Logo Logo Logo Cover Shot


Cover Shot

Line
Line

Line

Alumni World
Chenoa Stock '04
Discovers Passion in Service Overseas

When Chenoa Stock first experienced life in Lesotho, South Africa, while on a Wittenberg service trip her junior year, she immediately fell in love with cultural immersion abroad.

Upon her return to Ohio, she began exploring volunteer opportunities and eventually learned from her parents, both Presbyterian ministers, about a Presbyterian Church-sponsored young adult global volunteers program. She applied and was assigned to teach English at a school in Kerala, India, shortly after Commencement.
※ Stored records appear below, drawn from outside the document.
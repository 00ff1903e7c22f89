// SPDX-FileCopyrightText: 2025-2026 RAprogramm <andrey.rozanov.vl@gmail.com>
// SPDX-License-Identifier: MIT

//! Field descriptor tables.
//!
//! A [`Shape`] lists the exported fields of one type, in declaration order,
//! with everything the projection engine needs to know about each field:
//! its kind, its typed tags, and the resolved column and association names.
//! Names are resolved once when a descriptor is built, never per mapping
//! call.
//!
//! `#[derive(Model)]` generates a shape per type and caches it in a
//! `OnceLock`. Hand-written models build one the same way:
//!
//! ```rust
//! use std::sync::OnceLock;
//!
//! use fluent_repo_core::{FieldDescriptor, Shape, TypeKind};
//!
//! fn shape() -> &'static Shape {
//!     static SHAPE: OnceLock<Shape> = OnceLock::new();
//!     SHAPE.get_or_init(|| {
//!         Shape::builder("User")
//!             .table("accounts")
//!             .field(FieldDescriptor::new("ID", TypeKind::I64).primary_key())
//!             .field(FieldDescriptor::new("UserName", TypeKind::String).with_column("login"))
//!             .build()
//!     })
//! }
//!
//! assert_eq!(shape().field("UserName").map(|f| f.column_name()), Some("login"));
//! assert_eq!(shape().table(), "accounts");
//! ```

use crate::{kind::TypeKind, naming};

/// Serialization metadata used as a naming fallback.
#[derive(Debug, Clone, PartialEq, Eq)]
pub enum SerializationTag {
    /// Serialized name; only the first comma-delimited segment is used.
    Name(String),

    /// Field is skipped by serialization.
    Skip
}

/// Typed per-field metadata.
#[derive(Debug, Clone, Default, PartialEq, Eq)]
pub struct FieldTags {
    /// Explicit projection column override.
    pub projection:    Option<String>,
    /// Persistence column name.
    pub column:        Option<String>,
    /// Persistence primary-key marker.
    pub primary_key:   bool,
    /// Serialization name or skip marker.
    pub serialization: Option<SerializationTag>,
    /// Association name override.
    pub preload:       Option<String>
}

/// Descriptor of one exported field.
#[derive(Debug, Clone, PartialEq, Eq)]
pub struct FieldDescriptor {
    name:        &'static str,
    kind:        TypeKind,
    tags:        FieldTags,
    embedded:    bool,
    column:      String,
    association: String
}

impl FieldDescriptor {
    /// Create a descriptor with no tags.
    #[must_use]
    pub fn new(name: &'static str, kind: TypeKind) -> Self {
        Self::with_tags(name, kind, FieldTags::default())
    }

    /// Create a descriptor from a complete tag set.
    #[must_use]
    pub fn with_tags(name: &'static str, kind: TypeKind, tags: FieldTags) -> Self {
        let column = naming::column_name(name, &tags);
        let association = naming::association_name(name, &tags);
        Self {
            name,
            kind,
            tags,
            embedded: false,
            column,
            association
        }
    }

    /// Set the persistence column name.
    #[must_use]
    pub fn with_column(mut self, column: impl Into<String>) -> Self {
        self.tags.column = Some(column.into());
        self.resolve()
    }

    /// Set the projection column override.
    #[must_use]
    pub fn with_projection(mut self, projection: impl Into<String>) -> Self {
        self.tags.projection = Some(projection.into());
        self.resolve()
    }

    /// Set the association name used for preloading.
    #[must_use]
    pub fn with_preload(mut self, association: impl Into<String>) -> Self {
        self.tags.preload = Some(association.into());
        self.resolve()
    }

    /// Set the serialized name.
    #[must_use]
    pub fn with_serialization(mut self, name: impl Into<String>) -> Self {
        self.tags.serialization = Some(SerializationTag::Name(name.into()));
        self.resolve()
    }

    /// Mark the field as skipped by serialization.
    #[must_use]
    pub fn skip_serialization(mut self) -> Self {
        self.tags.serialization = Some(SerializationTag::Skip);
        self.resolve()
    }

    /// Mark the field as the persistence primary key.
    #[must_use]
    pub const fn primary_key(mut self) -> Self {
        self.tags.primary_key = true;
        self
    }

    /// Mark the field as an embedded struct whose fields are promoted.
    #[must_use]
    pub const fn embedded(mut self) -> Self {
        self.embedded = true;
        self
    }

    fn resolve(mut self) -> Self {
        self.column = naming::column_name(self.name, &self.tags);
        self.association = naming::association_name(self.name, &self.tags);
        self
    }

    /// Declared field name.
    #[must_use]
    pub const fn name(&self) -> &'static str {
        self.name
    }

    /// Field kind.
    #[must_use]
    pub const fn kind(&self) -> &TypeKind {
        &self.kind
    }

    /// Field tags.
    #[must_use]
    pub const fn tags(&self) -> &FieldTags {
        &self.tags
    }

    /// Check the persistence primary-key marker.
    #[must_use]
    pub const fn is_primary_key(&self) -> bool {
        self.tags.primary_key
    }

    /// Check if the field is an embedded struct.
    #[must_use]
    pub const fn is_embedded(&self) -> bool {
        self.embedded
    }

    /// Resolved storage column.
    #[must_use]
    pub fn column_name(&self) -> &str {
        &self.column
    }

    /// Resolved association name.
    #[must_use]
    pub fn association_name(&self) -> &str {
        &self.association
    }

    /// Check if the field's kind is basic once pointers are stripped.
    #[must_use]
    pub fn is_basic(&self) -> bool {
        self.kind.pointee().is_basic()
    }

    /// Check if the field's kind is composite once pointers are stripped.
    #[must_use]
    pub fn is_composite(&self) -> bool {
        !self.is_basic()
    }
}

/// Field descriptor table of one type.
#[derive(Debug, Clone, PartialEq, Eq)]
pub struct Shape {
    name:   &'static str,
    table:  String,
    fields: Vec<FieldDescriptor>
}

impl Shape {
    /// Start building a shape for the named type.
    #[must_use]
    pub const fn builder(name: &'static str) -> ShapeBuilder {
        ShapeBuilder {
            name,
            table: None,
            fields: Vec::new()
        }
    }

    /// Type name.
    #[must_use]
    pub const fn name(&self) -> &'static str {
        self.name
    }

    /// Storage table.
    #[must_use]
    pub fn table(&self) -> &str {
        &self.table
    }

    /// Descriptors in declaration order.
    #[must_use]
    pub fn fields(&self) -> &[FieldDescriptor] {
        &self.fields
    }

    /// Descriptor by declared name.
    #[must_use]
    pub fn field(&self, name: &str) -> Option<&FieldDescriptor> {
        self.fields.iter().find(|f| f.name == name)
    }

    /// Index of a field by declared name.
    #[must_use]
    pub fn index_of(&self, name: &str) -> Option<usize> {
        self.fields.iter().position(|f| f.name == name)
    }

    /// Index of the first field whose resolved column matches.
    #[must_use]
    pub fn index_of_column(&self, column: &str) -> Option<usize> {
        self.fields.iter().position(|f| f.column == column)
    }

    /// Number of fields.
    #[must_use]
    pub fn len(&self) -> usize {
        self.fields.len()
    }

    /// Check if the shape has no fields.
    #[must_use]
    pub fn is_empty(&self) -> bool {
        self.fields.is_empty()
    }
}

/// Builder for [`Shape`].
#[derive(Debug, Clone)]
pub struct ShapeBuilder {
    name:   &'static str,
    table:  Option<String>,
    fields: Vec<FieldDescriptor>
}

impl ShapeBuilder {
    /// Set the storage table. Defaults to [`naming::table_name`].
    #[must_use]
    pub fn table(mut self, table: impl Into<String>) -> Self {
        self.table = Some(table.into());
        self
    }

    /// Append a field descriptor.
    #[must_use]
    pub fn field(mut self, field: FieldDescriptor) -> Self {
        self.fields.push(field);
        self
    }

    /// Finish the shape.
    #[must_use]
    pub fn build(self) -> Shape {
        Shape {
            name:   self.name,
            table:  self.table.unwrap_or_else(|| naming::table_name(self.name)),
            fields: self.fields
        }
    }
}
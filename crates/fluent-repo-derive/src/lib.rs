// SPDX-FileCopyrightText: 2025-2026 RAprogramm <andrey.rozanov.vl@gmail.com>
// SPDX-License-Identifier: MIT

#![cfg_attr(docsrs, feature(doc_cfg))]
#![warn(
    missing_docs,
    rustdoc::missing_crate_level_docs,
    rustdoc::broken_intra_doc_links,
    rust_2018_idioms
)]
#![deny(unsafe_code)]

//! Proc-macro implementation for `fluent-repo`.
//!
//! Use the `fluent-repo` facade instead of depending on this crate directly.
//!
//! # Attribute Quick Reference
//!
//! ## Struct-Level `#[model(...)]`
//!
//! ```rust,ignore
//! #[derive(Default, Model)]
//! #[model(
//!     table = "people",          // Optional: storage table (default: snake_case name + "s")
//!     identifiable,              // Optional: identity comes from `Identifiable::id`
//!     crate = "::fluent_repo"    // Optional: path to the runtime crate
//! )]
//! pub struct Person { /* ... */ }
//! ```
//!
//! ## Field-Level Attributes
//!
//! ```rust,ignore
//! pub struct Person {
//!     #[model(primary_key)]              // Explicit primary key marker
//!     pub code: String,
//!
//!     #[model(column = "full_name")]     // Persistence column override
//!     pub name: String,
//!
//!     #[model(projection = "nick")]      // Projection tag, beats `column`
//!     pub nickname: String,
//!
//!     #[model(preload = "Pets.Toys")]    // Association name for preloading
//!     pub pets: Vec<Pet>,
//!
//!     #[model(embedded)]                 // Fields are promoted into the parent
//!     pub audit: Audit,
//!
//!     #[model(skip)]                     // Not part of the shape
//!     pub cache: String,
//!
//!     #[serde(rename = "mail")]          // Read as the serialization tag
//!     pub email: String,
//!
//!     secret: String,                    // Private fields are never exported
//! }
//! ```
//!
//! # Generated Code Overview
//!
//! | Generated Item | Description |
//! |----------------|-------------|
//! | `impl Model` | Cached `Shape`, indexed `field` / `set_field`, optional `identity` |
//! | `impl FieldType` | Lets the struct nest inside other models as a record |

mod model;

use proc_macro::TokenStream;

/// Derive `Model` and `FieldType` for a struct with named fields.
///
/// The struct must implement `Default`. Generic, tuple and unit structs and
/// enums are rejected.
///
/// # Struct Attributes
///
/// | Attribute | Default | Description |
/// |-----------|---------|-------------|
/// | `table` | snake_case name + `s` | Storage table |
/// | `identifiable` | off | Forward `Model::identity` to `Identifiable::id` |
/// | `crate` | `::fluent_repo_core` | Runtime crate path |
///
/// # Field Attributes
///
/// | Attribute | Description |
/// |-----------|-------------|
/// | `#[model(column = "...")]` | Persistence column name |
/// | `#[model(projection = "...")]` | Projection column name, highest priority |
/// | `#[model(preload = "...")]` | Association name used for preloading |
/// | `#[model(primary_key)]` | Primary key marker |
/// | `#[model(embedded)]` | Embedded struct, fields promoted to the parent |
/// | `#[model(skip)]` | Exclude from the shape |
/// | `#[serde(rename = "...")]` | Serialization name |
/// | `#[serde(skip)]` | Serialization skip marker |
/// | `#[serde(flatten)]` | Same as `#[model(embedded)]` |
///
/// # Example
///
/// ```rust,ignore
/// use fluent_repo::Model;
///
/// #[derive(Debug, Default, Model)]
/// pub struct User {
///     pub id: i64,
///     #[model(column = "mail")]
///     pub email: String,
///     #[model(preload = "Posts")]
///     pub posts: Vec<Post>,
/// }
/// ```
#[proc_macro_derive(Model, attributes(model))]
pub fn derive_model(input: TokenStream) -> TokenStream {
    model::derive(input)
}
A year later, the General Assembly of the Presbyterian Church invited her to be the companionship facilitator for a new Joining Hands (JH) network the church was establishing. She accepted and has worked for the JH-supported Praja Abhilasha Network (People’s Aspirations) in Sri Lanka since 2006.

“Joining Hands is an extension of the Presbyterian Hunger Program, and it introduces a new strategy for a holistic international hunger ministry,” Stock said. “The focus of this program is to address the inequities and suffering resulting from the spread of globalization around the world, through community education, advocacy, alternative economic activities, lifestyle changes and spiritual grounding,” she continued.
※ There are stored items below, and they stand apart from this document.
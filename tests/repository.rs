// SPDX-FileCopyrightText: 2025-2026 RAprogramm <andrey.rozanov.vl@gmail.com>
// SPDX-License-Identifier: MIT

mod common;

use common::{User, repo, seeded, user};
use fluent_repo::{
    Condition, Model, RepositoryError, SortDirection, TransactionOps,
    memory::{Cancellation, MemoryConnection, MemoryError},
    prelude::Repository
};

#[derive(Debug, Default, Clone, PartialEq, Model)]
pub struct Note {
    pub text: String
}

fn names(users: &[User]) -> Vec<&str> {
    users.iter().map(|u| u.name.as_str()).collect()
}

#[test]
fn count_and_exists_never_fail_on_no_rows() {
    let conn = seeded();
    let r = repo(&conn);
    assert_eq!(r.count(Vec::<(&str, i32)>::new()).unwrap(), 3);
    assert!(r.exists(Vec::<(&str, i32)>::new()).unwrap());
    assert_eq!(r.count([("age", 30)]).unwrap(), 2);
    assert_eq!(r.count([("age", 99)]).unwrap(), 0);
    assert!(!r.exists([("age", 99)]).unwrap());
}

#[test]
fn count_ignores_chain_state() {
    let conn = seeded();
    let r = repo(&conn)
        .filter(Condition::eq("name", "Ana"))
        .preload(["Posts"])
        .select(["name"]);
    assert_eq!(r.count([("active", true)]).unwrap(), 2);
    let last = conn.last_query().unwrap();
    assert!(last.preloads.is_empty());
    assert!(last.select.is_empty());
    assert_eq!(last.clauses.len(), 1);
}

#[test]
fn pagination_offsets() {
    let conn = MemoryConnection::new();
    let first = repo(&conn).paginate(1, 20);
    assert_eq!((first.query().offset, first.query().limit), (Some(0), Some(20)));
    let second = repo(&conn).paginate(2, 20);
    assert_eq!((second.query().offset, second.query().limit), (Some(20), Some(20)));
}

#[test]
fn paginated_reads() {
    let conn = seeded();
    let page = repo(&conn)
        .order_by("id", SortDirection::Asc)
        .paginate(2, 2)
        .all()
        .into_results()
        .unwrap();
    assert_eq!(names(&page), ["Cy"]);
}

#[test]
fn one_returns_a_single_row_when_many_match() {
    let conn = seeded();
    let r = repo(&conn).filter(Condition::eq("age", 30)).one();
    assert!(!r.has_error());
    assert_eq!(r.query().limit, Some(1));
    assert_eq!(r.result().unwrap().map(|u| u.name.as_str()), Some("Ana"));
}

#[test]
fn first_does_not_touch_limit() {
    let conn = seeded();
    let r = repo(&conn).first();
    assert_eq!(r.query().limit, None);
    assert_eq!(r.into_result().unwrap().id, 1);
}

#[test]
fn first_without_match_stores_not_found() {
    let conn = seeded();
    let r = repo(&conn).filter(Condition::eq("name", "Nobody")).first();
    assert!(r.has_error());
    assert!(r.last_error().unwrap().is_not_found());
    assert!(r.result().unwrap_err().is_not_found());
    assert!(r.execute_only().is_err());
    assert_eq!(r.into_result().unwrap_err().to_string(), "record not found");
}

#[test]
fn a_later_success_clears_the_error() {
    let conn = seeded();
    let r = repo(&conn).find_by_id(99).first();
    assert!(r.has_error());
    let r = r.all();
    assert!(!r.has_error());
    assert_eq!(r.results().unwrap().map(<[User]>::len), Some(0));
}

#[test]
fn filters_compose() {
    let conn = seeded();
    let adults = repo(&conn)
        .filter(Condition::ge("age", 18))
        .or_filter(Condition::eq("name", "Bo"))
        .not_filter(Condition::eq("name", "Cy"))
        .order("name")
        .all()
        .into_results()
        .unwrap();
    assert_eq!(names(&adults), ["Ana", "Bo"]);

    let like = repo(&conn)
        .filter(Condition::like("mail", "%y@x.com"))
        .all()
        .into_results()
        .unwrap();
    assert_eq!(names(&like), ["Cy"]);

    let within = repo(&conn)
        .filter(Condition::is_in("id", [1, 3]))
        .order("id desc")
        .all()
        .into_results()
        .unwrap();
    assert_eq!(names(&within), ["Cy", "Ana"]);
}

#[test]
fn group_and_having() {
    let conn = seeded();
    let groups = repo(&conn)
        .group("age")
        .having(Condition::gt("age", 20))
        .all()
        .into_results()
        .unwrap();
    assert_eq!(names(&groups), ["Ana"]);
}

#[test]
fn finders() {
    let conn = seeded();
    let bo = repo(&conn).find_by_id(2).first().into_result().unwrap();
    assert_eq!(bo.name, "Bo");

    let cy = repo(&conn).find_one([("name", "Cy")]).into_result().unwrap();
    assert_eq!(cy.id, 3);

    let all = repo(&conn).find_all().all().into_results().unwrap();
    assert_eq!(all.len(), 3);

    let r = repo(&conn).find_first();
    assert_eq!(r.query().limit, Some(1));
    assert_eq!(r.all().into_results().unwrap().len(), 1);
}

#[test]
fn associations_load_only_on_request() {
    let conn = seeded();
    let plain = repo(&conn).find_by_id(1).first().into_result().unwrap();
    assert!(plain.posts.is_empty());
    assert_eq!(plain.profile, None);

    let loaded = repo(&conn)
        .find_by_id(1)
        .preload(["Posts", "Posts.comments"])
        .first()
        .into_result()
        .unwrap();
    assert_eq!(loaded.posts.len(), 2);
    assert_eq!(loaded.posts[0].comments.len(), 1);
    assert_eq!(loaded.profile, None);
}

#[test]
fn unknown_preload_is_an_execution_error() {
    let conn = seeded();
    let err = repo(&conn).preload(["Friends"]).all().into_results().unwrap_err();
    assert!(err.is_execution());
    assert!(matches!(
        err.execution_source::<MemoryError>(),
        Some(MemoryError::UnknownAssociation { .. })
    ));
}

#[test]
fn create_assigns_keys() {
    let conn = MemoryConnection::new();
    let created = repo(&conn).create(user("Ana", 30)).into_result().unwrap();
    assert_eq!(created.id, 1);
    assert_eq!(created.posts.len(), 2);

    let batch = repo(&conn)
        .create_batch(vec![user("Bo", 17), user("Cy", 30)])
        .into_results()
        .unwrap();
    assert_eq!(batch.iter().map(|u| u.id).collect::<Vec<_>>(), [2, 3]);
    assert_eq!(conn.row_count::<User>(), 3);
}

#[test]
fn create_with_preload_rereads_the_row() {
    let conn = MemoryConnection::new();
    let created = repo(&conn)
        .create_with_preload(user("Ana", 30), ["profile"])
        .into_result()
        .unwrap();
    assert_eq!(created.id, 1);
    assert!(created.profile.is_some());
    assert!(created.posts.is_empty());

    let full = repo(&conn)
        .create_with_all_associations(user("Bo", 17))
        .into_result()
        .unwrap();
    assert!(full.profile.is_some());
    assert_eq!(full.posts.len(), 2);
}

#[test]
fn create_with_preload_falls_back_without_key() {
    let conn = MemoryConnection::new();
    let note = Repository::<Note, _>::new(conn.clone())
        .create_with_preload(
            Note {
                text: "hello".into()
            },
            ["anything"]
        )
        .into_result()
        .unwrap();
    assert_eq!(note.text, "hello");
}

#[test]
fn duplicate_create_stores_execution_error() {
    let conn = seeded();
    let mut dup = user("Dup", 1);
    dup.id = 1;
    let r = repo(&conn).create(dup);
    assert!(r.last_error().unwrap().is_execution());
    assert_eq!(conn.row_count::<User>(), 3);
}

#[test]
fn update_saves_and_update_with_preload_rereads() {
    let conn = seeded();
    let mut ana = repo(&conn).find_by_id(1).first().into_result().unwrap();
    ana.age = 31;
    repo(&conn).update(ana).execute_only().unwrap();
    assert_eq!(repo(&conn).count([("age", 31)]).unwrap(), 1);

    let mut bo = repo(&conn).find_by_id(2).first().into_result().unwrap();
    bo.name = "Bob".into();
    bo.posts = user("Bob", 17).posts;
    let reread = repo(&conn)
        .update_with_preload(bo, ["Posts"])
        .into_result()
        .unwrap();
    assert_eq!(reread.name, "Bob");
    assert_eq!(reread.posts.len(), 2);
    assert_eq!(reread.profile, None);
}

#[test]
fn update_fields_is_scoped_by_key() {
    let conn = seeded();
    let ana = repo(&conn).find_by_id(1).first().into_result().unwrap();
    let stored = repo(&conn)
        .update_fields(ana.clone(), [("name", "Anna")])
        .into_result()
        .unwrap();
    assert_eq!(stored, ana);
    let reread = repo(&conn).find_by_id(1).first().into_result().unwrap();
    assert_eq!(reread.name, "Anna");
    assert_eq!(repo(&conn).count([("name", "Anna")]).unwrap(), 1);

    let err = Repository::<Note, _>::new(conn.clone())
        .update_fields(Note::default(), [("text", "x")])
        .into_result()
        .unwrap_err();
    assert!(matches!(err, RepositoryError::PrimaryKeyNotFound { entity: "Note" }));
}

#[test]
fn deletes() {
    let conn = seeded();
    repo(&conn).delete(2).execute_only().unwrap();
    assert_eq!(conn.row_count::<User>(), 2);

    let ana = repo(&conn).find_by_id(1).first().into_result().unwrap();
    repo(&conn).delete_entity(&ana).execute_only().unwrap();
    assert_eq!(conn.row_count::<User>(), 1);

    let rest = repo(&conn).all().into_results().unwrap();
    repo(&conn).delete_batch(&rest).execute_only().unwrap();
    assert_eq!(conn.row_count::<User>(), 0);

    repo(&conn).delete_batch(&[]).execute_only().unwrap();

    let err = Repository::<Note, _>::new(conn.clone())
        .delete_entity(&Note::default())
        .execute_only()
        .unwrap_err();
    assert!(matches!(err, RepositoryError::PrimaryKeyNotFound { .. }));
}

#[test]
fn transaction_commits_on_ok() {
    let conn = seeded();
    let id = repo(&conn)
        .transaction(|tx| {
            let created = tx.create(user("Dee", 40)).into_result()?;
            Ok(created.id)
        })
        .unwrap();
    assert_eq!(id, 4);
    assert_eq!(conn.row_count::<User>(), 4);
}

#[test]
fn transaction_rolls_back_on_error() {
    let conn = seeded();
    let err = repo(&conn)
        .transaction(|tx| {
            let tx = tx.delete(1);
            tx.execute_only()?;
            tx.find_by_id(99).first().into_result().map(|_| ())
        })
        .unwrap_err();
    assert!(err.is_not_found());
    assert_eq!(conn.row_count::<User>(), 3);
}

#[test]
fn explicit_transaction_handle() {
    let conn = seeded();
    let tx = repo(&conn).begin().unwrap();
    Repository::<User, _>::new(tx.connection())
        .delete(1)
        .execute_only()
        .unwrap();
    assert_eq!(conn.row_count::<User>(), 3);
    tx.rollback().unwrap();
    assert_eq!(conn.row_count::<User>(), 3);

    let tx = repo(&conn).begin().unwrap();
    Repository::<User, _>::new(tx.connection())
        .delete(1)
        .execute_only()
        .unwrap();
    tx.commit().unwrap();
    assert_eq!(conn.row_count::<User>(), 2);
}

#[test]
fn cancelled_context_fails_terminal_calls() {
    let conn = seeded();
    let ctx = Cancellation::new();
    ctx.cancel();
    let r = repo(&conn)
        .filter(Condition::eq("age", 30))
        .with_context(ctx)
        .all();
    let err = r.last_error().unwrap();
    assert!(matches!(err.execution_source::<MemoryError>(), Some(MemoryError::Cancelled)));
    assert_eq!(r.query().clauses.len(), 1);
}

#[test]
fn with_connection_starts_a_fresh_chain() {
    let conn = seeded();
    let other = MemoryConnection::new();
    let chained = repo(&conn).filter(Condition::eq("age", 30));
    let fresh = chained.with_connection(other.clone());
    assert!(fresh.query().clauses.is_empty());
    assert_eq!(fresh.count(Vec::<(&str, i32)>::new()).unwrap(), 0);
    assert_eq!(chained.all().into_results().unwrap().len(), 2);
}

#[test]
fn raw_conditions_are_rejected_by_the_memory_engine() {
    let conn = seeded();
    let err = repo(&conn)
        .filter(Condition::raw("age > ?", vec![18.into()]))
        .all()
        .into_results()
        .unwrap_err();
    assert!(matches!(
        err.execution_source::<MemoryError>(),
        Some(MemoryError::UnsupportedCondition(_))
    ));
}

#[test]
fn joins_accumulate_and_memory_rejects_them() {
    let conn = seeded();
    let r = repo(&conn)
        .joins(["JOIN posts ON posts.user_id = users.id"])
        .joins(["LEFT JOIN profiles ON profiles.user_id = users.id"]);
    assert_eq!(r.query().joins, [
        "JOIN posts ON posts.user_id = users.id",
        "LEFT JOIN profiles ON profiles.user_id = users.id"
    ]);
    let r = r.all();
    let err = r.last_error().unwrap();
    assert!(matches!(
        err.execution_source::<MemoryError>(),
        Some(MemoryError::UnsupportedJoin(_))
    ));
}

#[test]
fn transaction_commit_keeps_concurrent_writes() {
    let conn = seeded();
    let tx = repo(&conn).begin().unwrap();
    repo(&conn).create(user("Dee", 40)).execute_only().unwrap();
    Repository::<User, _>::new(tx.connection())
        .create(user("Eve", 22))
        .execute_only()
        .unwrap();
    tx.commit().unwrap();
    assert_eq!(conn.row_count::<User>(), 5);
    assert_eq!(repo(&conn).count([("name", "Eve")]).unwrap(), 1);
}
“The Sri Lankan network consists of local grassroots organizations, NGOs, churches, and people from Buddhist, Hindu, Muslim and Christian backgrounds, working together for the purpose of studying the grassroots issues of hunger, poverty, and injustice within the country.”

Stock is currently assisting Praja Abhilasha on a campaign to recover land rights, especially as they relate to displacement from the 2004 tsunami and from the continuing Civil War between the Sinhalese majority government and the separatist group, the Tamil Tigers.

“I have the role of being the bridge of communication between the network in Sri Lanka and General Assembly in the United States,” she said. “I am here to translate the context of the country, help explain what we are doing as a network, and answer any other questions they might have about our work,” she said.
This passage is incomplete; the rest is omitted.